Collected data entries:
──────────────────────────────
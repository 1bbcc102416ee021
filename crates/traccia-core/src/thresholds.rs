/// Thresholds used when no alert rule has been stored yet.
pub const DEFAULT_THRESHOLDS: [u32; 6] = [90, 60, 30, 14, 7, 1];

/// Parse a comma-separated threshold list into a descending, deduplicated
/// set of day counts. Tokens that are not plain non-negative integers are
/// dropped.
pub fn parse_thresholds(csv: &str) -> Vec<u32> {
    let mut values: Vec<u32> = csv
        .split(',')
        .map(str::trim)
        .filter(|part| !part.is_empty() && part.bytes().all(|b| b.is_ascii_digit()))
        .filter_map(|part| part.parse().ok())
        .collect();
    values.sort_unstable_by(|a, b| b.cmp(a));
    values.dedup();
    values
}

/// Render thresholds back to the canonical CSV form.
pub fn format_thresholds(values: &[u32]) -> String {
    values
        .iter()
        .map(u32::to_string)
        .collect::<Vec<_>>()
        .join(",")
}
──────────────────────────────
▸ **What is required**:
Your reply should be nothing but the lines from the one containing "values.dedup();" through the last line above, copied exactly; please include both ends.

▸ **Task solution**:
    values.dedup();
    values
}

/// Render thresholds back to the canonical CSV form.
pub fn format_thresholds(values: &[u32]) -> String {
    values
        .iter()
        .map(u32::to_string)
        .collect::<Vec<_>>()
        .join(",")
}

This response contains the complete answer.